UNAS PINCELADAS AUTOBIOGRÁFICAS

Los olores del ganado y los aromas de la tierra mojada después de la lluvia –dicen que no es la lluvia ni la tierra sino el ozono lo que huele-, de los parajes sombríos en los bosques, del césped recién cortado en los parques o de la hierba seca cuando voy por el campo son los olores y los aromas de mi infancia y a ella me transportan cada vez.

Nací en un caserío pobre de Guipúzcoa, en un paraje muy hermoso, entre caseríos y montañas, con un trocito de mar fundido con el cielo al final del horizonte. Soy el cuarto de catorce hermanos (9 hermanas y 5 hermanos), de los que ahora que vivimos 12. Mi padre tenía un corazón y unas manos muy grandes, y una hermosa sonrisa, pero también era muy exigente y algo testarudo; sabía mucho, pero nunca supo ni leer ni escribir, ni palabra de español, y a pesar de ellos nunca se perdió; murió hace tres años a los 97 de edad. Mi madre es una mujer fuerte, como las de la Biblia o como las de antes, capaz de sufrirlo todo sin quejas; trabajaba 18 horas al día, y a veces más, en casa y en el campo; justo aprendió a leer y a escribir, y algo de castellano, pero siempre supo querernos y hacernos felices; tiene 82 años y aún sigue trabajando y cociendo hogazas en el horno del pan en el mismo caserío en el que dio a luz a todos sus hijos, menos al último que nació en el hospital en el año 69.

De niño fui feliz, salvo en las raras ocasiones en que los padres se enfadaban entre sí y cuando alguien me habló del pecado mortal. Éramos una familia religiosa como todas, y yo lo era mucho, y pensaba que de lo alto de un gran pino de casa se podría subir al cielo, y soñaba con hacerlo. Una vez, en el catecismo castellano, aprendí que Dios era “invisible”, y a eso le di muchas vueltas durante años, hasta que aprendí lo que significa “invisible”, porque esa palabra (vasquizada como “inbisiblea”) significaba para mí únicamente las pinzas con las que mi madre se sujetaba el pelo.
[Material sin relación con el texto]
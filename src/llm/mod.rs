// ABOUTME: LLM integration layer: chat types, provider trait, capability clients
// ABOUTME: Coach, food parser, and sleep analyzer share one provider abstraction
//
// SPDX-License-Identifier: MIT OR Apache-2.0
// Copyright (c) 2025 Vitalis Health

//! # LLM Integration
//!
//! The platform brokers three narrow capabilities through one chat-completion
//! provider: AI coaching ([`HealthCoach`]), natural-language food parsing
//! ([`FoodParser`]), and sleep analysis ([`SleepInsightAnalyzer`]). Each
//! capability exposes a single async method and owns its prompt and response
//! parsing.
//!
//! Callers must tolerate provider failure: a failed call degrades (coach
//! fallback reply, entry saved without analysis) and never blocks the
//! primary user-facing write.

use serde::{Deserialize, Serialize};

pub mod coach;
pub mod food_parser;
pub mod openai_compatible;
pub mod provider;
pub mod sleep_insights;

pub use coach::{CoachContext, CoachReply, HealthCoach};
pub use food_parser::FoodParser;
pub use openai_compatible::OpenAiCompatibleProvider;
pub use provider::LlmProvider;
pub use sleep_insights::SleepInsightAnalyzer;

/// Role of a chat message
#[derive(Debug, Clone, Copy, Serialize, Deserialize, PartialEq, Eq)]
#[serde(rename_all = "lowercase")]
pub enum MessageRole {
    /// System instruction
    System,
    /// End-user message
    User,
    /// Model response
    Assistant,
}

/// One message in a chat exchange
#[derive(Debug, Clone, Serialize, Deserialize)]
pub struct ChatMessage {
    /// Message role
    pub role: MessageRole,
    /// Message content
    pub content: String,
}

impl ChatMessage {
    /// Create a system message
    pub fn system(content: impl Into<String>) -> Self {
        Self {
            role: MessageRole::System,
            content: content.into(),
        }
    }

    /// Create a user message
    pub fn user(content: impl Into<String>) -> Self {
        Self {
            role: MessageRole::User,
            content: content.into(),
        }
    }

    /// Create an assistant message
    pub fn assistant(content: impl Into<String>) -> Self {
        Self {
            role: MessageRole::Assistant,
            content: content.into(),
        }
    }
}

/// A chat completion request
#[derive(Debug, Clone)]
pub struct ChatRequest {
    /// Conversation messages, system first
    pub messages: Vec<ChatMessage>,
    /// Sampling temperature override
    pub temperature: Option<f32>,
    /// Completion token cap
    pub max_tokens: Option<u32>,
    /// Model override; providers fall back to their default model
    pub model: Option<String>,
}

impl ChatRequest {
    /// Create a request with default sampling settings
    #[must_use]
    pub fn new(messages: Vec<ChatMessage>) -> Self {
        Self {
            messages,
            temperature: None,
            max_tokens: None,
            model: None,
        }
    }

    /// Set the sampling temperature
    #[must_use]
    pub const fn with_temperature(mut self, temperature: f32) -> Self {
        self.temperature = Some(temperature);
        self
    }

    /// Cap the completion length
    #[must_use]
    pub const fn with_max_tokens(mut self, max_tokens: u32) -> Self {
        self.max_tokens = Some(max_tokens);
        self
    }
}

/// Token usage statistics reported by the provider
#[derive(Debug, Clone, Copy, Serialize, Deserialize, Default)]
pub struct TokenUsage {
    /// Tokens in the prompt
    pub prompt_tokens: u32,
    /// Tokens in the completion
    pub completion_tokens: u32,
    /// Total billed tokens
    pub total_tokens: u32,
}

/// A chat completion response
#[derive(Debug, Clone)]
pub struct ChatResponse {
    /// Completion text
    pub content: String,
    /// Model that produced the completion
    pub model: String,
    /// Usage statistics when reported
    pub usage: Option<TokenUsage>,
}

/// Extract the first JSON object embedded in model output
///
/// Models wrap structured replies in prose or code fences; the parsers in
/// this module tolerate that by slicing from the first `{` to the last `}`.
#[must_use]
pub(crate) fn extract_json_object(text: &str) -> Option<&str> {
    let start = text.find('{')?;
    let end = text.rfind('}')?;
    if end < start {
        return None;
    }
    Some(&text[start..=end])
}

#[cfg(test)]
mod tests {
    use super::*;

    #[test]
    fn test_extract_json_object_strips_fences() {
        let raw = "Here you go:\n```json\n{\"name\": \"oatmeal\"}\n```\n";
        assert_eq!(extract_json_object(raw), Some("{\"name\": \"oatmeal\"}"));
    }

    #[test]
    fn test_extract_json_object_rejects_plain_text() {
        assert_eq!(extract_json_object("no json here"), None);
    }
}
Mis padres, sobre todo mi padre, eran muy amantes de este santuario de Aránzazu, y aquí se casaron en el año 47, a las 8 de la mañana; y aquí veníamos todos los años en peregrinación, y ese día era el más esperado y feliz de todo el año. Una vez que vine sólo yo con mi padre, cumpliendo alguna promesa – yo tendría 6 ó 7 años–, mientras una larga doble fila de franciscanos salía a despedirnos a los peregrinos, mi padre me preguntó: “¿No te gustaría ser franciscano?” Yo le dije que sí. A los 10 años vine al seminario, y era de los chicos buenos: muy formal, piadoso y estudioso, también muy inseguro.

Yo era y sigo siendo profundamente religioso, pero nunca he tenido ninguna experiencia extraordinaria o paranormal, aunque durante años me marcó la emoción y la certeza que sentí una mañana de verano en las rocas de Biarritz, pocas semanas antes de ir al noviciado. Tenía 15 años. Un año después hice mi primera profesión. El día en que, durante el noviciado, leí en un libro que todos los pecados contra el sexto mandamiento eran mortales, me entró una angustia mortal, y me costó muchos años liberarme de sus restos.

A los 18 años, cuando estudiaba filosofía, empecé a tener muchas dudas de fe, y no me liberé de la angustia que me producían hasta que supe que no puede haber fe sin dudas. Y más tarde he aprendido que las dudas no afectan a la fe, sino a las creencias, salvo si se trata de la duda del ánimo, es decir, el desaliento.

Estudié la primera teología aquí en Aránzazu, del año 72 al 76. Era el posconcilio, y llegaban los nuevos aires, pero el ambiente general entre nosotros era todavía bastante tradicional. Cuando, años más tarde, fui a estudiar teología superior al Instituto Católico de París (del 82 al 86), sufrí un gran choque, y me costó asimilar. Mi transformación mental decisiva se produjo en el año 87, mientras estaba trabajando en la tesis (acerca del diálogo interreligioso a partir de Hans Urs von Balthasar). Vi que la teología del autor al respecto me abocaba a un callejón sin salida, y rompí con el absolutismo cristiano y adopté un paradigma pluralista. Ahí empezó para mí otra historia que me ha conducido a la encrucijada en la que me hallo. Pero la vida sigue.